Unser eigentliches Kernthema ist aber Software. In den obigen Beispielen wird Software nicht erwähnt, weil hier die Antwort lautet “Es kommt darauf an”. Eigenständige Software kann, wenn sie auf einem Computer läuft, kaum direkt jemandem Schaden zufügen. Anders verhält es sich jedoch mit Software, die ein anderes Medizinprodukt steuert oder beeinflusst.
Im Anhang IX heißt es in Punkt 1.4, dass eigenständige Software ein aktives Medizinprodukt darstellt. Deshalb sind zunächst jene Regeln für aktive Medizinprodukte anzuwenden. Steuert oder beeinflusst Ihre Software nun ein Produkt, so heißt es in Regel 9 und Regel 10 sinngemäß, dass die Software der Klasse des zu steuernden Produktes zuzuordnen ist.
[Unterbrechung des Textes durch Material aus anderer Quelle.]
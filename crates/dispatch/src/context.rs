//! Per-rank entry point: initialization, stream creation, launch, teardown.
//!
//! A [`SharingContext`] owns everything one rank needs to put work on a
//! shared device. Initialization never fails outright: any problem is logged
//! with the stage it happened at and the rank continues CPU-only.

use std::path::Path;

use serde::Serialize;
use sgpu_core::{host_identity, HardwareError, InitStage, NodeConfig, SharingError};
use tracing::{error, info};

use crate::attachment::{Attachment, DeviceProbe};
use crate::broker::Broker;
use crate::dispatch::{DispatchConfig, Dispatcher, DrainReport};
use crate::error::DispatchError;
use crate::metrics::DispatchMetrics;
use crate::queue::StreamQueue;
use crate::stream::Stream;

/// Device state of one rank.
#[derive(Debug)]
pub struct SharingContext {
    attachment: Attachment,
    config: Option<NodeConfig>,
    queue: StreamQueue,
    dispatcher: Option<Dispatcher>,
    broker: Option<Broker>,
}

impl SharingContext {
    /// Read the node configuration at `config_path` and set up the device
    /// path for `rank`. `SGPU_*` variables of the process override the file.
    pub fn initialize(
        rank: usize,
        config_path: impl AsRef<Path>,
        probe: &dyn DeviceProbe,
    ) -> (Self, InitReport) {
        Self::initialize_with_env(rank, config_path, std::env::vars(), probe)
    }

    /// Same as [`initialize`](Self::initialize), with overrides read from
    /// `vars` instead of the process environment.
    pub fn initialize_with_env(
        rank: usize,
        config_path: impl AsRef<Path>,
        vars: impl IntoIterator<Item = (String, String)>,
        probe: &dyn DeviceProbe,
    ) -> (Self, InitReport) {
        match NodeConfig::from_file_with_env(config_path, vars) {
            Ok(config) => Self::from_config(rank, config, probe),
            Err(e) => Self::disabled(rank, host_identity(), None, e.into()),
        }
    }

    /// Same as [`initialize`](Self::initialize) with an already-loaded config.
    pub fn from_config(
        rank: usize,
        config: NodeConfig,
        probe: &dyn DeviceProbe,
    ) -> (Self, InitReport) {
        let host = host_identity();
        match attach(rank, &host, &config, probe) {
            Ok(Some(broker)) => {
                let device = broker.current_device();
                let attachment = Attachment::attached(
                    rank,
                    host,
                    device,
                    config.use_gpu_conv,
                    config.use_gpu_blas,
                );
                info!(
                    rank,
                    host = %attachment.host(),
                    device,
                    gpu_conv = config.use_gpu_conv,
                    gpu_blas = config.use_gpu_blas,
                    "rank attached to device"
                );
                let report = InitReport::from_attachment(&attachment, None);
                let ctx = Self {
                    dispatcher: Some(Dispatcher::new(DispatchConfig::new(config.dispatch_threads))),
                    broker: Some(broker),
                    queue: StreamQueue::new(),
                    config: Some(config),
                    attachment,
                };
                (ctx, report)
            }
            Ok(None) => {
                info!(rank, host = %host, "no device feature requested; running CPU-only");
                let ctx = Self::cpu_only_with(rank, host, Some(config));
                let report = InitReport::from_attachment(&ctx.attachment, None);
                (ctx, report)
            }
            Err(e) => Self::disabled(rank, host, Some(config), e),
        }
    }

    /// A context with no device path.
    pub fn cpu_only(rank: usize) -> Self {
        Self::cpu_only_with(rank, host_identity(), None)
    }

    fn cpu_only_with(rank: usize, host: String, config: Option<NodeConfig>) -> Self {
        Self {
            attachment: Attachment::cpu_only(rank, host),
            config,
            queue: StreamQueue::new(),
            dispatcher: None,
            broker: None,
        }
    }

    fn disabled(
        rank: usize,
        host: String,
        config: Option<NodeConfig>,
        err: SharingError,
    ) -> (Self, InitReport) {
        error!(
            stage = %err.stage(),
            rank,
            host = %host,
            error = %err,
            "device path disabled; running CPU-only"
        );
        let ctx = Self::cpu_only_with(rank, host, config);
        let report = InitReport::from_attachment(&ctx.attachment, Some(err));
        (ctx, report)
    }

    pub fn rank(&self) -> usize {
        self.attachment.rank()
    }

    pub fn attachment(&self) -> &Attachment {
        &self.attachment
    }

    pub fn is_attached(&self) -> bool {
        self.attachment.is_attached()
    }

    /// Configuration, when it could be loaded.
    pub fn config(&self) -> Option<&NodeConfig> {
        self.config.as_ref()
    }

    pub fn broker(&self) -> Option<&Broker> {
        self.broker.as_ref()
    }

    pub fn queue(&self) -> &StreamQueue {
        &self.queue
    }

    /// Dispatch metrics, `None` when CPU-only.
    pub fn metrics(&self) -> Option<DispatchMetrics> {
        self.dispatcher.as_ref().map(Dispatcher::metrics)
    }

    /// New empty stream on this rank's device, registered for the next launch.
    pub fn create_stream(&self) -> Result<Stream, DispatchError> {
        let broker = self.require_broker()?;
        self.register_new(broker.current_device())
    }

    /// New empty stream on an explicit device of this node.
    pub fn create_stream_on(&self, device: usize) -> Result<Stream, DispatchError> {
        let broker = self.require_broker()?;
        if device >= broker.device_count() {
            return Err(DispatchError::UnknownDevice {
                device,
                device_count: broker.device_count(),
            });
        }
        self.register_new(device)
    }

    fn register_new(&self, device: usize) -> Result<Stream, DispatchError> {
        let stream = Stream::new(device);
        self.queue.register(stream.clone())?;
        Ok(stream)
    }

    /// Run every stream created so far, then release them.
    pub fn launch_all_streams(&self) -> Result<DrainReport, DispatchError> {
        let broker = self.require_broker()?;
        let dispatcher = self
            .dispatcher
            .as_ref()
            .ok_or(DispatchError::NotAttached(self.rank()))?;
        dispatcher.launch_all(&self.queue, broker)
    }

    /// Tear down: wait for a running pass, release leftover streams, leave
    /// the share registry.
    pub fn shutdown(mut self) {
        if let Some(dispatcher) = &self.dispatcher {
            dispatcher.wait_idle();
        }
        let released = self.queue.release_all();
        self.dispatcher = None;
        self.broker = None;
        info!(rank = self.rank(), released, "device sharing stopped");
    }

    fn require_broker(&self) -> Result<&Broker, DispatchError> {
        self.broker
            .as_ref()
            .ok_or(DispatchError::NotAttached(self.rank()))
    }
}

/// Run the device-path stages after config loading. `Ok(None)` means the
/// config asks for no device feature.
fn attach(
    rank: usize,
    host: &str,
    config: &NodeConfig,
    probe: &dyn DeviceProbe,
) -> Result<Option<Broker>, SharingError> {
    config.validate_rank(rank)?;
    if !config.wants_device() {
        return Ok(None);
    }
    config.log_summary();

    let broker = Broker::initialize(rank, config)?;
    let device = broker.current_device();
    probe.self_test(device).map_err(|reason| HardwareError {
        host: host.to_string(),
        rank,
        device,
        reason,
    })?;
    Ok(Some(broker))
}

/// Outcome of initialization.
#[derive(Debug)]
pub struct InitReport {
    /// Why the device path was disabled, if it was.
    pub error: Option<SharingError>,
    pub gpu_conv: bool,
    pub gpu_blas: bool,
    pub attached: bool,
    summary: InitSummary,
}

impl InitReport {
    fn from_attachment(attachment: &Attachment, error: Option<SharingError>) -> Self {
        let summary = InitSummary {
            rank: attachment.rank(),
            host: attachment.host().to_string(),
            attached: attachment.is_attached(),
            device: attachment.device(),
            gpu_conv: attachment.gpu_conv(),
            gpu_blas: attachment.gpu_blas(),
            error_code: error_code(error.as_ref()),
            stage: error.as_ref().map(SharingError::stage),
            error: error.as_ref().map(ToString::to_string),
        };
        Self {
            gpu_conv: attachment.gpu_conv(),
            gpu_blas: attachment.gpu_blas(),
            attached: attachment.is_attached(),
            error,
            summary,
        }
    }

    pub fn is_ok(&self) -> bool {
        self.error.is_none()
    }

    /// Stage that failed, if any.
    pub fn stage(&self) -> Option<InitStage> {
        self.error.as_ref().map(SharingError::stage)
    }

    /// Integer code for the numerical-engine boundary: 0 success,
    /// 1 config, 2 sync-init, 3 hardware-check.
    pub fn error_code(&self) -> i32 {
        self.summary.error_code
    }

    /// Serializable view of the report.
    pub fn summary(&self) -> &InitSummary {
        &self.summary
    }
}

fn error_code(error: Option<&SharingError>) -> i32 {
    match error.map(SharingError::stage) {
        None => 0,
        Some(InitStage::Config) => 1,
        Some(InitStage::SyncInit) => 2,
        Some(InitStage::HardwareCheck) => 3,
    }
}

#[derive(Debug, Clone, PartialEq, Eq, Serialize)]
pub struct InitSummary {
    pub rank: usize,
    pub host: String,
    pub attached: bool,
    pub device: Option<usize>,
    pub gpu_conv: bool,
    pub gpu_blas: bool,
    pub error_code: i32,
    pub stage: Option<InitStage>,
    pub error: Option<String>,
}

#[cfg(test)]
mod tests {
    use std::io::Write;

    use sgpu_core::ConfigError;
    use tempfile::{NamedTempFile, TempDir};

    use super::*;
    use crate::attachment::SimulatedProbe;
    use crate::operation::Operation;

    fn write_config(dir: &TempDir, body: &str) -> NamedTempFile {
        let mut f = NamedTempFile::new().unwrap();
        writeln!(f, "LOCK_DIR={}", dir.path().display()).unwrap();
        f.write_all(body.as_bytes()).unwrap();
        f
    }

    fn init(
        rank: usize,
        path: impl AsRef<Path>,
        probe: &dyn DeviceProbe,
    ) -> (SharingContext, InitReport) {
        SharingContext::initialize_with_env(rank, path, [], probe)
    }

    #[test]
    fn attached_rank_runs_streams() {
        let dir = tempfile::tempdir().unwrap();
        let cfg = write_config(&dir, "MPI_TASKS_PER_NODE=2\nNUM_GPU=1\nUSE_GPU_CONV=1\n");
        let (ctx, report) = init(1, cfg.path(), &SimulatedProbe::new());

        assert!(report.is_ok());
        assert_eq!(report.error_code(), 0);
        assert!(report.attached && report.gpu_conv && !report.gpu_blas);
        assert_eq!(ctx.attachment().device(), Some(0));

        let stream = ctx.create_stream().unwrap();
        let ticket = stream
            .add_operation(Operation::compute("k", |exec| {
                assert_eq!(exec.rank, 1);
                Ok(())
            }))
            .unwrap();
        let drain = ctx.launch_all_streams().unwrap();
        assert_eq!(drain.operations, 1);
        assert_eq!(ticket.code(), 0);
        assert!(ctx.queue().is_empty());
        ctx.shutdown();
    }

    #[test]
    fn missing_file_disables_device_path() {
        let (ctx, report) = init(0, "/nonexistent/sgpu.conf", &SimulatedProbe::new());
        assert!(!ctx.is_attached());
        assert_eq!(report.stage(), Some(InitStage::Config));
        assert_eq!(report.error_code(), 1);
        assert!(matches!(
            report.error,
            Some(SharingError::Config(ConfigError::FileNotFound(_)))
        ));
        assert!(matches!(ctx.create_stream(), Err(DispatchError::NotAttached(0))));
        assert!(matches!(ctx.launch_all_streams(), Err(DispatchError::NotAttached(0))));
    }

    #[test]
    fn no_feature_requested_is_cpu_only_without_error() {
        let dir = tempfile::tempdir().unwrap();
        let cfg = write_config(&dir, "MPI_TASKS_PER_NODE=2\nNUM_GPU=1\n");
        let (ctx, report) = init(0, cfg.path(), &SimulatedProbe::new());
        assert!(report.is_ok());
        assert!(!report.attached);
        assert!(!ctx.is_attached());
        assert!(ctx.config().is_some());
        assert!(ctx.metrics().is_none());
    }

    #[test]
    fn given_overrides_complete_the_file() {
        let dir = tempfile::tempdir().unwrap();
        let cfg = write_config(&dir, "MPI_TASKS_PER_NODE=2\nUSE_GPU_CONV=1\n");

        let (ctx, report) = init(0, cfg.path(), &SimulatedProbe::new());
        assert!(!ctx.is_attached());
        assert_eq!(report.stage(), Some(InitStage::Config));

        let vars = [("SGPU_NUM_GPU".to_string(), "1".to_string())];
        let (ctx, report) =
            SharingContext::initialize_with_env(0, cfg.path(), vars, &SimulatedProbe::new());
        assert!(report.is_ok());
        assert_eq!(ctx.attachment().device(), Some(0));
        ctx.shutdown();
    }

    #[test]
    fn rank_out_of_range_fails_config_stage() {
        let dir = tempfile::tempdir().unwrap();
        let cfg = write_config(&dir, "MPI_TASKS_PER_NODE=2\nNUM_GPU=1\nUSE_GPU_BLAS=1\n");
        let (_ctx, report) = init(2, cfg.path(), &SimulatedProbe::new());
        assert!(matches!(
            report.error,
            Some(SharingError::Config(ConfigError::RankOutOfRange { rank: 2, .. }))
        ));
    }

    #[test]
    fn self_test_failure_is_tagged_with_host_and_device() {
        let dir = tempfile::tempdir().unwrap();
        let cfg = write_config(&dir, "MPI_TASKS_PER_NODE=2\nNUM_GPU=2\nUSE_GPU_BLAS=1\n");
        let probe = SimulatedProbe::failing([1]);

        let (bad, report) = init(1, cfg.path(), &probe);
        assert!(!bad.is_attached());
        assert_eq!(report.error_code(), 3);
        match &report.error {
            Some(SharingError::Hardware(e)) => {
                assert_eq!((e.rank, e.device), (1, 1));
                assert_eq!(e.host, bad.attachment().host());
            }
            other => panic!("unexpected {other:?}"),
        }
        assert_eq!(report.summary().stage, Some(InitStage::HardwareCheck));

        let (good, report) = init(0, cfg.path(), &probe);
        assert!(report.is_ok());
        assert!(good.is_attached());
    }

    #[test]
    fn create_stream_on_rejects_unknown_device() {
        let dir = tempfile::tempdir().unwrap();
        let cfg = write_config(&dir, "MPI_TASKS_PER_NODE=1\nNUM_GPU=2\nUSE_GPU_CONV=1\n");
        let (ctx, _) = init(0, cfg.path(), &SimulatedProbe::new());
        assert_eq!(ctx.create_stream_on(1).unwrap().device(), 1);
        assert!(matches!(
            ctx.create_stream_on(2),
            Err(DispatchError::UnknownDevice { device: 2, device_count: 2 })
        ));
    }

    #[test]
    fn shutdown_releases_unlaunched_streams() {
        let dir = tempfile::tempdir().unwrap();
        let cfg = write_config(&dir, "MPI_TASKS_PER_NODE=1\nNUM_GPU=1\nUSE_GPU_CONV=1\n");
        let (ctx, _) = init(0, cfg.path(), &SimulatedProbe::new());
        let stream = ctx.create_stream().unwrap();
        ctx.shutdown();
        assert_eq!(stream.state(), crate::stream::StreamState::Released);
    }
}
Ein Sonderfall stellt Software dar, die diagnostische Röntgenbilder aufzeichnet: Sie wird nach Regel 16 in Klasse IIa zugeordnet. Für PACS-Systeme könnte dies relevant sein.
Trifft auf Ihre Software keine dieser Regeln zu, heißt es in Regel 12, dass alle anderen aktiven Produkte der Klasse I zugeorndet werden.
Noch ein Hinweis für Software: Verwechseln Sie die Klassifizierung für Medizinprodukte nicht mit der Software-Sicherheitsklassifizierung. Letztere stammt aus der Norm EN 62304 und bezieht sich ausschließlich auf die Software. Zur Abgrenzung werden die Software-Sicherheitsklassen auch in A, B und C eingeteilt.
Diese kurze Einführung kann nur einen Überblick über die Klassifizierung bieten. Wir verweisen daher auf die MEDDEV 2.4/1: “Classification of MD”, die Sie unter ec.europa.eu finden können.
Im nächsten Blog-Artikel werden wir uns wieder dem amerikanischen Rechtsraum zuwenden und die Verhältnisse in den USA abklären. Danach werden wir feststellen, welche Konsequenzen die unterschiedlichen Klassen auf den weiteren Zulassungsprozess haben.